Top of Stored data

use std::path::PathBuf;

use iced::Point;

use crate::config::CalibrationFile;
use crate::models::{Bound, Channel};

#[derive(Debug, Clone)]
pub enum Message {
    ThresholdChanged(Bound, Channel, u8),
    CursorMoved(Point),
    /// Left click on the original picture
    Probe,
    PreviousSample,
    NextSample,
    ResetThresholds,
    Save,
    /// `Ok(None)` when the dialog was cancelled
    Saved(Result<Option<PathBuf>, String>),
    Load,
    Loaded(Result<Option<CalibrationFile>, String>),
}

Bottom of Stored data
Top of Stored data

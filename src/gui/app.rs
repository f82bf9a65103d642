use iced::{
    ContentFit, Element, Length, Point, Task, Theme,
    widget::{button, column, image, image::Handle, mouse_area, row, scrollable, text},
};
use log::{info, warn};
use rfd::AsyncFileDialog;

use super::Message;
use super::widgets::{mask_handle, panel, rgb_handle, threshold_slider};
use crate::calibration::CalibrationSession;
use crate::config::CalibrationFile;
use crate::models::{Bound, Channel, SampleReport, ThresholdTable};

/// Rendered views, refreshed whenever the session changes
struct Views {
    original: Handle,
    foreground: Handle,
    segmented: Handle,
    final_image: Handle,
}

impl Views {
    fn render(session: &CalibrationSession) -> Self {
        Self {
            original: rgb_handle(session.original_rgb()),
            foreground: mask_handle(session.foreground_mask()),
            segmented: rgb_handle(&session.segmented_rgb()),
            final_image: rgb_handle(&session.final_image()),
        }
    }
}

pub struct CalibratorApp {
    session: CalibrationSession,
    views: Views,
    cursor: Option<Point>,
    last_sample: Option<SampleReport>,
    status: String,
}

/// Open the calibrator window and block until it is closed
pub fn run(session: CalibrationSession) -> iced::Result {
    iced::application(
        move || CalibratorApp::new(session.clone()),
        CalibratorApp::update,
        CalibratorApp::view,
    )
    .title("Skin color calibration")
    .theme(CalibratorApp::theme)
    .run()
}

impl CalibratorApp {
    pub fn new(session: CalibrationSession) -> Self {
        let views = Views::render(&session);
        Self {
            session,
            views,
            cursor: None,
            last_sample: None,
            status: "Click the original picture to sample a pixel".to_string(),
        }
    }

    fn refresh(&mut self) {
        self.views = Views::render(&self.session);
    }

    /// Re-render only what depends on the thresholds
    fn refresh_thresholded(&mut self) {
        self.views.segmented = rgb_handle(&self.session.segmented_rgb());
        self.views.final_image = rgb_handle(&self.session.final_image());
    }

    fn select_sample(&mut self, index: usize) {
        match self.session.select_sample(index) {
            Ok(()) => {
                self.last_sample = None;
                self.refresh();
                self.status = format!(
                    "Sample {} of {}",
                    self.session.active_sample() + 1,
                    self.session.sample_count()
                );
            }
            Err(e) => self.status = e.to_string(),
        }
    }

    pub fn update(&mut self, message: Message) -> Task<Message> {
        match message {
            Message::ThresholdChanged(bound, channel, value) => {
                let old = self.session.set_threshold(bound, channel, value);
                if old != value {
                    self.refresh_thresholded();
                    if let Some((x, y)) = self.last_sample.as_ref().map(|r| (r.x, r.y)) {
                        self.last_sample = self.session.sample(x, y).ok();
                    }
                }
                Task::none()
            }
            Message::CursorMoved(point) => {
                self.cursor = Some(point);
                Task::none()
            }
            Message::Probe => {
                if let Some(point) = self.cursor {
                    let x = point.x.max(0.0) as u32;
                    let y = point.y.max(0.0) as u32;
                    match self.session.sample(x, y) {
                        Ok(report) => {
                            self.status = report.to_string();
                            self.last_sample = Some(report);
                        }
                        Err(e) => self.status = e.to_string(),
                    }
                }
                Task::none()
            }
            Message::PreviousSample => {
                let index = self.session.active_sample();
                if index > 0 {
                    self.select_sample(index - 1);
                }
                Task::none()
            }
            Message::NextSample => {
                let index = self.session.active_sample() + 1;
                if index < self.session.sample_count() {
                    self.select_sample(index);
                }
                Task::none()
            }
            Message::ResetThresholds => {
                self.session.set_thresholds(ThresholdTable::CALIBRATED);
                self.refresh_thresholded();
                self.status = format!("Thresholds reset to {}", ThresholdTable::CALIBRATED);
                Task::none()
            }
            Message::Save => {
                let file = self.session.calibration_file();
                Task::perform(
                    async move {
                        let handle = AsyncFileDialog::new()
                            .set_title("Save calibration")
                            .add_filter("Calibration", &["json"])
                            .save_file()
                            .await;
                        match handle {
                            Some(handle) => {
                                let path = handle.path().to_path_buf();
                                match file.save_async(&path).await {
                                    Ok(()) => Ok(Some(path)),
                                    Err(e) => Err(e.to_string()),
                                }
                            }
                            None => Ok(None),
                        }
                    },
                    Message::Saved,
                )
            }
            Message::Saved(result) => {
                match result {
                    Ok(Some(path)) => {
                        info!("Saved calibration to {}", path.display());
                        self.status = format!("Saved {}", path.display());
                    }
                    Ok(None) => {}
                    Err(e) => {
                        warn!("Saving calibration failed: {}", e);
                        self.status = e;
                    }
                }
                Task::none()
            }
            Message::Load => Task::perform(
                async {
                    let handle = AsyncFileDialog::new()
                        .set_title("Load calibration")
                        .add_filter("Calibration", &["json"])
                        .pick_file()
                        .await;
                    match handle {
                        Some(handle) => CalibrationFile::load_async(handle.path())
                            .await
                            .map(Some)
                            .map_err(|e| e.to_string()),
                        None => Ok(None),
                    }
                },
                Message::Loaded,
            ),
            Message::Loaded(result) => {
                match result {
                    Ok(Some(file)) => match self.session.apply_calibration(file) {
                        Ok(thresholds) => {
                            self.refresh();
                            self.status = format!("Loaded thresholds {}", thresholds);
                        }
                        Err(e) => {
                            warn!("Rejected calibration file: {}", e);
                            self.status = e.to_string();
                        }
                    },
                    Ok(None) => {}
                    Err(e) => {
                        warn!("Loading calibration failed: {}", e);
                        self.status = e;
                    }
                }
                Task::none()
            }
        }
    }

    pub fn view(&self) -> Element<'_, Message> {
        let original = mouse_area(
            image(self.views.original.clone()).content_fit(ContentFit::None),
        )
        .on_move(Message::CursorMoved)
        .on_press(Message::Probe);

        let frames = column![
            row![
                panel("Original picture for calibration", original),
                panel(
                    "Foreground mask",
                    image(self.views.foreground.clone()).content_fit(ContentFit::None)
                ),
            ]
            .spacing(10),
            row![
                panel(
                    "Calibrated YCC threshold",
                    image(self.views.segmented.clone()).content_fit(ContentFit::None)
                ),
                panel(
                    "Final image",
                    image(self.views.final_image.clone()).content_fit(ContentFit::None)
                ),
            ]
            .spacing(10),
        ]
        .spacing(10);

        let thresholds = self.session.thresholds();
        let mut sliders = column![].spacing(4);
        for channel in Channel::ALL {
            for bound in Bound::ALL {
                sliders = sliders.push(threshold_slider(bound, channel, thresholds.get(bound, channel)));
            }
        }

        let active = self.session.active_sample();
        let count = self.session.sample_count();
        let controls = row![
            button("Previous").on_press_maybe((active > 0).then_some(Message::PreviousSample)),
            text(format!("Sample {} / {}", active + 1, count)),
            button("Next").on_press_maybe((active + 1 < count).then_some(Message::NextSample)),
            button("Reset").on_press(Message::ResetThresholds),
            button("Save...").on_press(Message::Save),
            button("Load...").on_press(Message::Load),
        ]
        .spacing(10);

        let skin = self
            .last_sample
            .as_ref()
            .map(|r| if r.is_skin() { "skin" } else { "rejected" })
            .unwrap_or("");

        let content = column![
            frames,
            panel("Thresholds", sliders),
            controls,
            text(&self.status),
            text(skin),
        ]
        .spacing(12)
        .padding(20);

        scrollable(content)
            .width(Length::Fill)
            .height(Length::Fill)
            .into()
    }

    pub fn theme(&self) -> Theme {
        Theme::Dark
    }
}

Bottom of Stored data
Top of Stored data

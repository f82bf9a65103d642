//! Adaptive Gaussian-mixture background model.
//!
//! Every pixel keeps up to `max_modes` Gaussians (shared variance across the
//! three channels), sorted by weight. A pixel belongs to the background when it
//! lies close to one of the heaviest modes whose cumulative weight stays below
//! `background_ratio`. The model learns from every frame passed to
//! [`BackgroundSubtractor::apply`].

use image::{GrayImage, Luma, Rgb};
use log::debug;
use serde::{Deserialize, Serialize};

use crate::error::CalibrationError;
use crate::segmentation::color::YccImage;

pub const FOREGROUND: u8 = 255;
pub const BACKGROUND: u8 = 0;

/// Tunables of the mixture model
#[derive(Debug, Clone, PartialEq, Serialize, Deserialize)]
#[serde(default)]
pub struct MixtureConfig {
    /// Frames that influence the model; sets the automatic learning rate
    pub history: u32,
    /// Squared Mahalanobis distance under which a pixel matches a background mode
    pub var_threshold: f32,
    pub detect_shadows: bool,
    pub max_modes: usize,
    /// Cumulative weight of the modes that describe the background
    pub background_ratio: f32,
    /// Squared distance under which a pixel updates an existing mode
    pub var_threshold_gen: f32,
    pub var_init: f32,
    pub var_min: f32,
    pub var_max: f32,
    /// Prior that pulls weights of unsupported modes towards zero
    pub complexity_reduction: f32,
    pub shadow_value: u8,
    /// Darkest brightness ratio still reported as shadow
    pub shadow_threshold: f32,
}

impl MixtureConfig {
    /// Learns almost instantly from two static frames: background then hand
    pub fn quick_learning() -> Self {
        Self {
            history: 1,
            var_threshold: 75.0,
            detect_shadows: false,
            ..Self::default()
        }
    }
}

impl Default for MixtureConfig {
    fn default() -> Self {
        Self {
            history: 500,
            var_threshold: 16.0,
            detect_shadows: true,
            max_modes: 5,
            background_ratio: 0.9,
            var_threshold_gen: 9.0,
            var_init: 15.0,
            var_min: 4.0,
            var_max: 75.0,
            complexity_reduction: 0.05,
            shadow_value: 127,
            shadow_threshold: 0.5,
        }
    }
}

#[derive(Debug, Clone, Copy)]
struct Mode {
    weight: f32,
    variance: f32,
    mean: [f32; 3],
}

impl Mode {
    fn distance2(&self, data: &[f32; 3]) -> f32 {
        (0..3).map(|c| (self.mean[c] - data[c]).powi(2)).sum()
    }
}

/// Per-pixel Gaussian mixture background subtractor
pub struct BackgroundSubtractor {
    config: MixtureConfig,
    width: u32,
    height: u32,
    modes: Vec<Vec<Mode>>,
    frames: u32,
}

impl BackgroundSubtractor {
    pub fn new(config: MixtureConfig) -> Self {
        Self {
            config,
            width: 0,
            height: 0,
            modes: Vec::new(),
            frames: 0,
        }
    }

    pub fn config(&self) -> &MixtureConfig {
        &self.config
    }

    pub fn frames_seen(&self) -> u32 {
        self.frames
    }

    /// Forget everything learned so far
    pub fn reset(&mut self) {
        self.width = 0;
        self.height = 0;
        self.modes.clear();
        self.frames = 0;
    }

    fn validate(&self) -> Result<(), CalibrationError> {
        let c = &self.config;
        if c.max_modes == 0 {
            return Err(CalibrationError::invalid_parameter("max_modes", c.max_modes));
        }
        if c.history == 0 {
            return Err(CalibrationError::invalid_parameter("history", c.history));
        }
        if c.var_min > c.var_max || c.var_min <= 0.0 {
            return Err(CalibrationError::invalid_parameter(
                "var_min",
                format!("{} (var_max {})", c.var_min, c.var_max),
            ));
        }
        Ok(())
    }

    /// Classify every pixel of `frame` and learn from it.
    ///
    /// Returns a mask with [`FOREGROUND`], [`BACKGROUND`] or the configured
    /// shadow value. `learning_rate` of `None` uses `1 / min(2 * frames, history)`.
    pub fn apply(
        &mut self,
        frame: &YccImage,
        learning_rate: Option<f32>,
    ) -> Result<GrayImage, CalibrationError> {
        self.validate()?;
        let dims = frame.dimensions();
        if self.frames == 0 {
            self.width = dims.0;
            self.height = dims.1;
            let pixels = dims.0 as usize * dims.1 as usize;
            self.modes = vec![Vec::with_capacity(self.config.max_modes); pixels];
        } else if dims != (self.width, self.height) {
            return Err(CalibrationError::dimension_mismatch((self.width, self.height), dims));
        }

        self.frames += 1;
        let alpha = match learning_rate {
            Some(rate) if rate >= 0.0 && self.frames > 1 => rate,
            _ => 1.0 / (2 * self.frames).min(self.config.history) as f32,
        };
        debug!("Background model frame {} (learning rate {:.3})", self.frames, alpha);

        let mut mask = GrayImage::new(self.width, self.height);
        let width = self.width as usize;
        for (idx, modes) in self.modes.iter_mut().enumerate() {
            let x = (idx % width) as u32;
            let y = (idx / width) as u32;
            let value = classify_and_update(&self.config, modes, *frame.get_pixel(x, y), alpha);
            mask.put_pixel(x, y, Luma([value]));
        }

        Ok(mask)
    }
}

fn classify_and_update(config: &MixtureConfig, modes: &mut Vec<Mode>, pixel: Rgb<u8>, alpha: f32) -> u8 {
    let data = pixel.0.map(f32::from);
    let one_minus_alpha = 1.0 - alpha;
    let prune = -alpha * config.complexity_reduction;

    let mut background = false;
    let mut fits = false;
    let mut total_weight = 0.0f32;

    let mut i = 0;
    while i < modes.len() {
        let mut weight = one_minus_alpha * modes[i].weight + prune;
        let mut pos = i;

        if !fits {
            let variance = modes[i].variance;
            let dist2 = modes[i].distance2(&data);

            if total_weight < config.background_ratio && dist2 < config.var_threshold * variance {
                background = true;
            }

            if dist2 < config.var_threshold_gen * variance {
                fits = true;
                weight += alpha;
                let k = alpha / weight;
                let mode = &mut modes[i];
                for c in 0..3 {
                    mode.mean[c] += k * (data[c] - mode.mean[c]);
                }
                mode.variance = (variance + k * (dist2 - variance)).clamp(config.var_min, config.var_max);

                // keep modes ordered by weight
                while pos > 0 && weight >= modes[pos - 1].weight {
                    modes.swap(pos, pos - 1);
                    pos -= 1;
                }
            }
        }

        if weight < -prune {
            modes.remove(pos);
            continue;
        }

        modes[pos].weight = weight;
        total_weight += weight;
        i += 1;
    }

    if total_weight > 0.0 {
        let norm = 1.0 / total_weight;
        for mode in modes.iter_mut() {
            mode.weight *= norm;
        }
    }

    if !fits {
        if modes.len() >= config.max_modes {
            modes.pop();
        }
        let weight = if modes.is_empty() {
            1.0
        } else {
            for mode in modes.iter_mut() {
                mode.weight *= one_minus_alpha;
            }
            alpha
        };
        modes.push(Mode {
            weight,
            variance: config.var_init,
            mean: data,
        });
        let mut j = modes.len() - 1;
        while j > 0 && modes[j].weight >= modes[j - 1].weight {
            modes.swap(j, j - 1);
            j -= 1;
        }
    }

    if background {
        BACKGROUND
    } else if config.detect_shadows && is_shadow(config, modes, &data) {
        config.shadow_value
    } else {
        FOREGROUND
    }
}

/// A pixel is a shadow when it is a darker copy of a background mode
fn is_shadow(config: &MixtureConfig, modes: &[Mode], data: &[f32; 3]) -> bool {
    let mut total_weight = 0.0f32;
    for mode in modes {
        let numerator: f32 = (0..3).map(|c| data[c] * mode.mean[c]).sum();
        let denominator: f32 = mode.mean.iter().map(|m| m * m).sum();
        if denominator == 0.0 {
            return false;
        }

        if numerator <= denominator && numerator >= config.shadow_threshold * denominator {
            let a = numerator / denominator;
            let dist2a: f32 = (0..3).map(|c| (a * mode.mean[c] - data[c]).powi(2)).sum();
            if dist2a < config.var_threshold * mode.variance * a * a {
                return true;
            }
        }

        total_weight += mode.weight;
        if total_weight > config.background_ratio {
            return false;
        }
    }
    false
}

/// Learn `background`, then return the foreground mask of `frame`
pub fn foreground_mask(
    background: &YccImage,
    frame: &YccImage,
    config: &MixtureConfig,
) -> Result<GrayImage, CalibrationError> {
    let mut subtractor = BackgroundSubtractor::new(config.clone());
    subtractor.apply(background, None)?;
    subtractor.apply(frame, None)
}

Bottom of Stored data

Exercise =
Using the records above, pull out each line where the word "segmented" occurs.

Your response =
    segmented: Handle,
            segmented: rgb_handle(&session.segmented_rgb()),
        self.views.segmented = rgb_handle(&self.session.segmented_rgb());
                    image(self.views.segmented.clone()).content_fit(ContentFit::None)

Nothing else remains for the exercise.